The Jaded Armchair Reviewer said...

Regarding the Wonder Woman movie, I'd like a woman to write the Wonder Woman character while the "13-year old fan" creates the world she gets to move around in. Add that co-director/writer credit of course.

Anonymous said...

As someone who is completely uninterested in Wonder Woman (even with Joss Whedon at the helm), I definitely would pay to see Kathryn Bigelow or Karyn Kusama tackle her on screen.

Anonymous said...

What about Julie Taymor?

Anonymous said...

I love Dear Frankie too, great movie.

Don't forget Niki Caro made North Country after Whale Rider. She's not quite working with basketball playing ghosts yet, but she's well on her way...

Glenn Dunks said...

I really want more female directors in the world. So many of them get torn down though. If a movie of their's is a success (let's say Coppola's Lost in Translation) then it's because of something else (Bill Murray, a lot of people would say) yet if one fails (let's say Coppola's Marie Antoinette) it's ALL Sofia's fault. She made it all girly and frilly and pink and it wasn't conventional.

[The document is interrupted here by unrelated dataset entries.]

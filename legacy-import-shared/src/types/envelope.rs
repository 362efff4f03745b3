//! Envelope shared by every imported document.

use serde::Serialize;

use crate::SurrogateId;

/// A typed record stored in a named output collection.
pub trait CollectionRecord: Serialize {
    /// The output collection this record is written to.
    const COLLECTION: &'static str;
}

/// An imported record together with its identity fields.
///
/// Serializes as a flat document: `_id`, `oldId`, then the record's own
/// fields.
///
/// # Example
///
/// ```
/// use legacy_import_shared::{ImportedDocument, SurrogateId};
/// use legacy_import_shared::types::Variant;
///
/// let variant = Variant {
///     name: "Weight".to_string(),
///     status: 1,
///     created_at: bson::DateTime::now(),
/// };
/// let document = ImportedDocument::new(SurrogateId::new(), Some("4".to_string()), variant);
/// assert_eq!(document.old_id.as_deref(), Some("4"));
/// ```
#[derive(Debug, Clone, Serialize, PartialEq)]
pub struct ImportedDocument<T> {
    #[serde(rename = "_id")]
    pub id: SurrogateId,
    /// Legacy primary key, kept for traceability. `None` when the legacy row
    /// had no usable id.
    #[serde(rename = "oldId")]
    pub old_id: Option<String>,
    #[serde(flatten)]
    pub record: T,
}

impl<T: Serialize> ImportedDocument<T> {
    pub fn new(id: SurrogateId, old_id: Option<String>, record: T) -> Self {
        Self { id, old_id, record }
    }

    /// Convert into a BSON document ready for insertion.
    pub fn to_document(&self) -> Result<bson::Document, bson::ser::Error> {
        bson::to_document(self)
    }
}

#[cfg(test)]
mod tests {
    use super::*;
    use crate::types::{Country, Province};

    #[test]
    fn test_envelope_flattens_record_fields() {
        let country = Country {
            name: "India".to_string(),
            code: Some("IN".to_string()),
            phone_code: None,
            status: 1,
            created_at: bson::DateTime::from_millis(0),
            updated_at: bson::DateTime::from_millis(0),
        };
        let id = SurrogateId::new();
        let document = ImportedDocument::new(id, Some("7".to_string()), country)
            .to_document()
            .unwrap();

        assert_eq!(document.get_object_id("_id").unwrap(), id);
        assert_eq!(document.get_str("oldId").unwrap(), "7");
        assert_eq!(document.get_str("name").unwrap(), "India");
        assert_eq!(document.get_str("code").unwrap(), "IN");
        assert!(document.get("record").is_none());
    }

    #[test]
    fn test_absent_relation_serializes_as_null() {
        let province = Province {
            name: "Delhi".to_string(),
            country: None,
            old_country_id: Some("0".to_string()),
            status: 1,
            created_at: bson::DateTime::from_millis(0),
            updated_at: bson::DateTime::from_millis(0),
        };
        let document = ImportedDocument::new(SurrogateId::new(), None, province)
            .to_document()
            .unwrap();

        assert_eq!(document.get("country"), Some(&bson::Bson::Null));
        assert_eq!(document.get("oldId"), Some(&bson::Bson::Null));
        assert_eq!(document.get_str("oldCountryId").unwrap(), "0");
    }
}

And then you have people like Kimberley Pierce who has taken nearly a decade between movies.

Barbra Streisand was probably the closest we ever got to a female director on the level of the great male directors (in terms of no only talent but success and all that stuff). But, alas, the thumping The Mirror Has Two Faces got made her quit directing or something like that. Cher's segment of If These Walls Could Talk was easily the best yet nothing came of that.

Some other female directors are Gillian Armstrong, Ana Kokkinos and Sarah Watt, who's debut film Look Both Ways was easily one of the best films of 2005.

Anonymous said...

Asia Argento is amazing.

Anonymous said...

Yes!! I am a woman, and I am so tired of everything being so male oriented and looking like it was made for 13 - 22 year old boys.
How about some decent damn role models for young girls. I am sick with the Bratz and Pussycat Doll culture.
Kathryn Bigelow, or Asia Argento are both interesting choices! Also, Sophia Coppola!
I wish we could actually get the studio to think about this.
Ah well.

Nick M. said...
This comment has been removed by the author.
Nick M. said...

After North Country and The Itty Bitty Titty Committee, I hope I don't hear from Niki Caro or Jamie Babbitt for quite some time.

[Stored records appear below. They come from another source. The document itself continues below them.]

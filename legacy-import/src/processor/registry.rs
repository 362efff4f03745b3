//! Identifier registry mapping legacy primary keys to surrogate ids.

use std::collections::HashMap;

use legacy_import_shared::SurrogateId;
use serde_json::Value;

/// Outcome of looking a legacy key up in the registry.
#[derive(Debug, Clone, Copy, PartialEq, Eq)]
pub enum Resolution {
    /// The key is a sentinel (`""`, `"0"`, null or missing): no relation.
    Absent,
    /// A usable key that no imported row has registered.
    Unseen,
    /// The surrogate id registered for the key.
    Resolved(SurrogateId),
}

/// Normalize a legacy id to the text used as registry key.
///
/// Returns `None` for the sentinels `""`, `"0"`, null and missing values, and
/// for arrays and objects. Strings are trimmed, integral numbers print
/// without a fraction (`7`, `7.0` and `"7"` are the same key) and booleans
/// print as `true` / `false`.
///
/// # Example
///
/// ```
/// use legacy_import::processor::normalize_legacy_id;
/// use serde_json::json;
///
/// assert_eq!(normalize_legacy_id(Some(&json!(7.0))).as_deref(), Some("7"));
/// assert_eq!(normalize_legacy_id(Some(&json!(" 42 "))).as_deref(), Some("42"));
/// assert_eq!(normalize_legacy_id(Some(&json!("0"))), None);
/// assert_eq!(normalize_legacy_id(None), None);
/// ```
pub fn normalize_legacy_id(value: Option<&Value>) -> Option<String> {
    let text = match value? {
        Value::String(s) => s.trim().to_string(),
        Value::Number(n) => number_key(n),
        Value::Bool(b) => b.to_string(),
        Value::Null | Value::Array(_) | Value::Object(_) => return None,
    };

    if text.is_empty() || text == "0" {
        None
    } else {
        Some(text)
    }
}

pub(crate) fn number_key(n: &serde_json::Number) -> String {
    if let Some(i) = n.as_i64() {
        return i.to_string();
    }
    if let Some(u) = n.as_u64() {
        return u.to_string();
    }
    match n.as_f64() {
        Some(f) if f.fract() == 0.0 && f.abs() < 1e15 => format!("{}", f as i64),
        Some(f) => f.to_string(),
        None => n.to_string(),
    }
}

/// Memoizing factory of surrogate ids, one per `(legacy table, legacy id)`.
///
/// Created empty for each run and only ever grows. Nothing is persisted, so
/// two runs over the same snapshot assign different ids.
#[derive(Debug, Default)]
pub struct IdentifierRegistry {
    tables: HashMap<String, HashMap<String, SurrogateId>>,
}

impl IdentifierRegistry {
    pub fn new() -> Self {
        Self::default()
    }

    /// Return the surrogate id for `legacy_id` in `table`, generating and
    /// registering one on first use.
    ///
    /// Sentinel ids never produce an id and return `None`.
    pub fn assign(&mut self, table: &str, legacy_id: Option<&Value>) -> Option<SurrogateId> {
        let key = normalize_legacy_id(legacy_id)?;
        Some(self.assign_key(table, key, SurrogateId::new))
    }

    /// Register `key` with the id produced by `generate` unless it is already
    /// registered; returns the registered id either way.
    pub(crate) fn assign_key(
        &mut self,
        table: &str,
        key: String,
        generate: impl FnOnce() -> SurrogateId,
    ) -> SurrogateId {
        *self
            .tables
            .entry(table.to_string())
            .or_default()
            .entry(key)
            .or_insert_with(generate)
    }

    /// The registered id for `legacy_id` in `table`.
    ///
    /// Sentinels and ids no row registered both resolve to `None`.
    pub fn resolve(&self, table: &str, legacy_id: Option<&Value>) -> Option<SurrogateId> {
        match self.lookup(table, legacy_id) {
            Resolution::Resolved(id) => Some(id),
            Resolution::Absent | Resolution::Unseen => None,
        }
    }

    /// Like [`resolve`](Self::resolve), but tells sentinels apart from keys
    /// that were never registered.
    pub fn lookup(&self, table: &str, legacy_id: Option<&Value>) -> Resolution {
        match normalize_legacy_id(legacy_id) {
            None => Resolution::Absent,
            Some(key) => match self.resolve_key(table, &key) {
                Some(id) => Resolution::Resolved(id),
                None => Resolution::Unseen,
            },
        }
    }

    pub(crate) fn resolve_key(&self, table: &str, key: &str) -> Option<SurrogateId> {
        self.tables.get(table)?.get(key).copied()
    }

    /// Number of registered ids across all tables.
    pub fn len(&self) -> usize {
        self.tables.values().map(HashMap::len).sum()
    }

    pub fn is_empty(&self) -> bool {
        self.len() == 0
    }

    /// Number of registered ids for one table.
    pub fn table_len(&self, table: &str) -> usize {
        self.tables.get(table).map_or(0, HashMap::len)
    }
}

#[cfg(test)]
mod tests {
    use super::*;
    use serde_json::json;

    #[test]
    fn test_assign_is_memoized() {
        let mut registry = IdentifierRegistry::new();
        let first = registry.assign("country", Some(&json!("7"))).unwrap();
        let second = registry.assign("country", Some(&json!("7"))).unwrap();

        assert_eq!(first, second);
        assert_eq!(registry.len(), 1);
        assert_eq!(registry.resolve("country", Some(&json!("7"))), Some(first));
    }

    #[test]
    fn test_equivalent_keys_share_an_id() {
        let mut registry = IdentifierRegistry::new();
        let id = registry.assign("user", Some(&json!(12))).unwrap();

        assert_eq!(registry.resolve("user", Some(&json!("12"))), Some(id));
        assert_eq!(registry.resolve("user", Some(&json!(" 12 "))), Some(id));
        assert_eq!(registry.resolve("user", Some(&json!(12.0))), Some(id));
    }

    #[test]
    fn test_tables_are_separate_namespaces() {
        let mut registry = IdentifierRegistry::new();
        let country = registry.assign("country", Some(&json!("1"))).unwrap();
        let city = registry.assign("city", Some(&json!("1"))).unwrap();

        assert_ne!(country, city);
        assert_eq!(registry.table_len("country"), 1);
        assert_eq!(registry.table_len("province"), 0);
    }

    #[test]
    fn test_sentinels_never_produce_ids() {
        let mut registry = IdentifierRegistry::new();
        let sentinels = [json!(""), json!("0"), json!("  "), json!(0), json!(null)];

        for sentinel in &sentinels {
            assert_eq!(registry.assign("orders", Some(sentinel)), None);
            assert_eq!(registry.lookup("orders", Some(sentinel)), Resolution::Absent);
        }
        assert_eq!(registry.assign("orders", None), None);
        assert_eq!(registry.lookup("orders", None), Resolution::Absent);
        assert!(registry.is_empty());
    }

    #[test]
    fn test_unseen_is_distinct_from_absent() {
        let mut registry = IdentifierRegistry::new();
        registry.assign("product", Some(&json!("5")));

        assert_eq!(registry.lookup("product", Some(&json!("6"))), Resolution::Unseen);
        assert_eq!(registry.resolve("product", Some(&json!("6"))), None);
        assert!(matches!(
            registry.lookup("product", Some(&json!("5"))),
            Resolution::Resolved(_)
        ));
    }

    #[test]
    fn test_structured_values_are_absent() {
        let registry = IdentifierRegistry::new();
        assert_eq!(registry.lookup("user", Some(&json!([1]))), Resolution::Absent);
        assert_eq!(registry.lookup("user", Some(&json!({ "id": 1 }))), Resolution::Absent);
    }

    #[test]
    fn test_fractional_and_boolean_keys() {
        assert_eq!(normalize_legacy_id(Some(&json!(2.5))).as_deref(), Some("2.5"));
        assert_eq!(normalize_legacy_id(Some(&json!(true))).as_deref(), Some("true"));
        assert_eq!(normalize_legacy_id(Some(&json!("007"))).as_deref(), Some("007"));
    }

    #[test]
    fn test_fresh_registries_assign_different_ids() {
        let mut first = IdentifierRegistry::new();
        let mut second = IdentifierRegistry::new();

        assert_ne!(
            first.assign("country", Some(&json!("7"))),
            second.assign("country", Some(&json!("7")))
        );
    }
}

Please, however, bring on more Nicole Holofcener, Kelly Riechardt, Sofia Coppola, Miranda July and Agnès Jaoui films.

Anonymous said...

Isabel Coixet went on to make rather acclaimed Secret Life of Words.

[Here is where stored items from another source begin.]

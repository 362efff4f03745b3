//! Error types for the legacy import.

use legacy_import_repository::StoreError;
use thiserror::Error;

/// Errors that stop an import run.
///
/// Every variant is fatal: the run ends, the store connection is released
/// and the process exits with a failure status. Problems with individual
/// rows or tables never surface here.
#[derive(Error, Debug)]
pub enum ImportError {
    /// Invalid configuration or logging setup.
    #[error("Configuration error: {0}")]
    ConfigError(String),

    /// The snapshot file could not be read.
    #[error("Snapshot read error: {0}")]
    SnapshotReadError(String),

    /// The snapshot file is not a valid JSON table export.
    #[error("Snapshot parse error: {0}")]
    SnapshotParseError(String),

    /// The document store is unreachable or misconfigured.
    #[error("Store error: {0}")]
    StoreError(#[from] StoreError),
}

impl ImportError {
    /// Create a configuration error.
    pub fn config(msg: impl Into<String>) -> Self {
        Self::ConfigError(msg.into())
    }

    /// Create a snapshot read error.
    pub fn snapshot_read(msg: impl Into<String>) -> Self {
        Self::SnapshotReadError(msg.into())
    }

    /// Create a snapshot parse error.
    pub fn snapshot_parse(msg: impl Into<String>) -> Self {
        Self::SnapshotParseError(msg.into())
    }
}

/// Errors raised while turning a single legacy row into a document.
///
/// These reject the row they belong to and nothing else.
#[derive(Error, Debug, Clone, PartialEq, Eq)]
pub enum ProcessorError {
    /// The row could not be encoded as BSON.
    #[error("Serialization error in {table} row {index}: {message}")]
    SerializationError {
        table: String,
        index: usize,
        message: String,
    },
}

impl ProcessorError {
    /// Create a serialization error for the row at `index` of `table`.
    pub fn serialization(table: &str, index: usize, msg: impl Into<String>) -> Self {
        Self::SerializationError {
            table: table.to_string(),
            index,
            message: msg.into(),
        }
    }
}

#[cfg(test)]
mod tests {
    use super::*;

    #[test]
    fn test_store_errors_convert() {
        let err: ImportError = StoreError::connection("server selection timeout").into();
        assert!(matches!(err, ImportError::StoreError(_)));
        assert!(err.to_string().contains("server selection timeout"));
    }

    #[test]
    fn test_processor_error_names_the_row() {
        let err = ProcessorError::serialization("tempcart", 4, "u64 out of range");
        assert_eq!(
            err.to_string(),
            "Serialization error in tempcart row 4: u64 out of range"
        );
    }
}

I think you are doing those directors a bit of discredit by lumping them all together just because they are women. Isn't it ultimately sexist? I am not sure Coixet and Coppola would be pleased to be mentioned together with Coralie Trinh Thi. Have you even seen Baise-Moi? Checked the rest of Ms. Coralie's filmography (as an actress)? Why exactly should we expect her to make Wonder Woman something more mature than "fantasy material for thirteen year-old boys"?

SamuraiFrog said...

I have seen Baise-Moi and I thought it was, if nothing else, at least a visceral and honest movie.